(Stored dataset items)

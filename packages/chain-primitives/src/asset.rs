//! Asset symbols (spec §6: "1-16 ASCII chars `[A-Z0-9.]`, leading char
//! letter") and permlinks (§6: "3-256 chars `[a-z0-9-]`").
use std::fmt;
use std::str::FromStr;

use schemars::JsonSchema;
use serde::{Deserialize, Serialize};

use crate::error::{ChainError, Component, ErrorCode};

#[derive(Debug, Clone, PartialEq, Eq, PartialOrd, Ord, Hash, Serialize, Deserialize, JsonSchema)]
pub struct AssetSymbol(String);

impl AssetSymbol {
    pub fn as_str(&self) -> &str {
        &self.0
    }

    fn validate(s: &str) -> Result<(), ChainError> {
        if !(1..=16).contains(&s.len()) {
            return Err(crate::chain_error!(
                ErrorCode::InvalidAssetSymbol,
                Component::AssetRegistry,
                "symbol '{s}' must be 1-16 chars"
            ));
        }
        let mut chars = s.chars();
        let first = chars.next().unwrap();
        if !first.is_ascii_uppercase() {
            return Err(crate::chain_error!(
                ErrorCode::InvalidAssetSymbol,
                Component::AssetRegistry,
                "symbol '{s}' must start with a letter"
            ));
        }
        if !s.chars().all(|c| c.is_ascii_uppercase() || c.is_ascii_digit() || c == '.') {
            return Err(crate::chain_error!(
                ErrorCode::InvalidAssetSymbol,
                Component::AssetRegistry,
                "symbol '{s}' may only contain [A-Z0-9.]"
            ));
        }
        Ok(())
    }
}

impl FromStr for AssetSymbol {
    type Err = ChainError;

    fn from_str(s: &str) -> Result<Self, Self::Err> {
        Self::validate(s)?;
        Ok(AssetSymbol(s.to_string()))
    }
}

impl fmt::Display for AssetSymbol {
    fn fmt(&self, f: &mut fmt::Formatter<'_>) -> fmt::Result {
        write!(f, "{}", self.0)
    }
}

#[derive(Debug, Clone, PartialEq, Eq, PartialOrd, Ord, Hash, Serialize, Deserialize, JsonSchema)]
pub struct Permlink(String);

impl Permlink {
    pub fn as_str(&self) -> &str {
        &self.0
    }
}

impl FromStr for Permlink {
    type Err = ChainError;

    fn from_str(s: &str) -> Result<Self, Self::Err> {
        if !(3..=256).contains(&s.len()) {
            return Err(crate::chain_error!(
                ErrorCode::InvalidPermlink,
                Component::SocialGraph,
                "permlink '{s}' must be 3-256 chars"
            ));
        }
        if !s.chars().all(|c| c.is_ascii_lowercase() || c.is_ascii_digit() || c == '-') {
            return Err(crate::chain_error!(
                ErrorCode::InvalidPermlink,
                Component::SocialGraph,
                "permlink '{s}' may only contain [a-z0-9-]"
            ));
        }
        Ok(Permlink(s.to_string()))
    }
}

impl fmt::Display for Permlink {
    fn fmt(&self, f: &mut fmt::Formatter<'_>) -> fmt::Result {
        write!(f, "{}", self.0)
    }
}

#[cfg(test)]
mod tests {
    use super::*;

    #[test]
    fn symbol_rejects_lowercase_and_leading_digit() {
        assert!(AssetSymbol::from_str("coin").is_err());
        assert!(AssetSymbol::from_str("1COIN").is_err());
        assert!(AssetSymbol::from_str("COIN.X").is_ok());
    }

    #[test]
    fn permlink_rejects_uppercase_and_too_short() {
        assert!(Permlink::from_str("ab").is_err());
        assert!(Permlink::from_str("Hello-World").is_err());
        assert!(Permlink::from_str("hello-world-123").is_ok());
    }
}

## TASK PROMPT
Copy the entries exactly, leaving no line out.

## RESULT OF THIS TASK
filename packages/chain-primitives/src/asset.rs
//! Asset symbols (spec §6: "1-16 ASCII chars `[A-Z0-9.]`, leading char
//! letter") and permlinks (§6: "3-256 chars `[a-z0-9-]`").
use std::fmt;
use std::str::FromStr;

use schemars::JsonSchema;
use serde::{Deserialize, Serialize};

use crate::error::{ChainError, Component, ErrorCode};

#[derive(Debug, Clone, PartialEq, Eq, PartialOrd, Ord, Hash, Serialize, Deserialize, JsonSchema)]
pub struct AssetSymbol(String);

impl AssetSymbol {
    pub fn as_str(&self) -> &str {
        &self.0
    }

    fn validate(s: &str) -> Result<(), ChainError> {
        if !(1..=16).contains(&s.len()) {
            return Err(crate::chain_error!(
                ErrorCode::InvalidAssetSymbol,
                Component::AssetRegistry,
                "symbol '{s}' must be 1-16 chars"
            ));
        }
        let mut chars = s.chars();
        let first = chars.next().unwrap();
        if !first.is_ascii_uppercase() {
            return Err(crate::chain_error!(
                ErrorCode::InvalidAssetSymbol,
                Component::AssetRegistry,
                "symbol '{s}' must start with a letter"
            ));
        }
        if !s.chars().all(|c| c.is_ascii_uppercase() || c.is_ascii_digit() || c == '.') {
            return Err(crate::chain_error!(
                ErrorCode::InvalidAssetSymbol,
                Component::AssetRegistry,
                "symbol '{s}' may only contain [A-Z0-9.]"
            ));
        }
        Ok(())
    }
}

impl FromStr for AssetSymbol {
    type Err = ChainError;

    fn from_str(s: &str) -> Result<Self, Self::Err> {
        Self::validate(s)?;
        Ok(AssetSymbol(s.to_string()))
    }
}

impl fmt::Display for AssetSymbol {
    fn fmt(&self, f: &mut fmt::Formatter<'_>) -> fmt::Result {
        write!(f, "{}", self.0)
    }
}

#[derive(Debug, Clone, PartialEq, Eq, PartialOrd, Ord, Hash, Serialize, Deserialize, JsonSchema)]
pub struct Permlink(String);

impl Permlink {
    pub fn as_str(&self) -> &str {
        &self.0
    }
}

impl FromStr for Permlink {
    type Err = ChainError;

    fn from_str(s: &str) -> Result<Self, Self::Err> {
        if !(3..=256).contains(&s.len()) {
            return Err(crate::chain_error!(
                ErrorCode::InvalidPermlink,
                Component::SocialGraph,
                "permlink '{s}' must be 3-256 chars"
            ));
        }
        if !s.chars().all(|c| c.is_ascii_lowercase() || c.is_ascii_digit() || c == '-') {
            return Err(crate::chain_error!(
                ErrorCode::InvalidPermlink,
                Component::SocialGraph,
                "permlink '{s}' may only contain [a-z0-9-]"
            ));
        }
        Ok(Permlink(s.to_string()))
    }
}

impl fmt::Display for Permlink {
    fn fmt(&self, f: &mut fmt::Formatter<'_>) -> fmt::Result {
        write!(f, "{}", self.0)
    }
}

#[cfg(test)]
mod tests {
    use super::*;

    #[test]
    fn symbol_rejects_lowercase_and_leading_digit() {
        assert!(AssetSymbol::from_str("coin").is_err());
        assert!(AssetSymbol::from_str("1COIN").is_err());
        assert!(AssetSymbol::from_str("COIN.X").is_ok());
    }

    #[test]
    fn permlink_rejects_uppercase_and_too_short() {
        assert!(Permlink::from_str("ab").is_err());
        assert!(Permlink::from_str("Hello-World").is_err());
        assert!(Permlink::from_str("hello-world-123").is_ok());
    }
}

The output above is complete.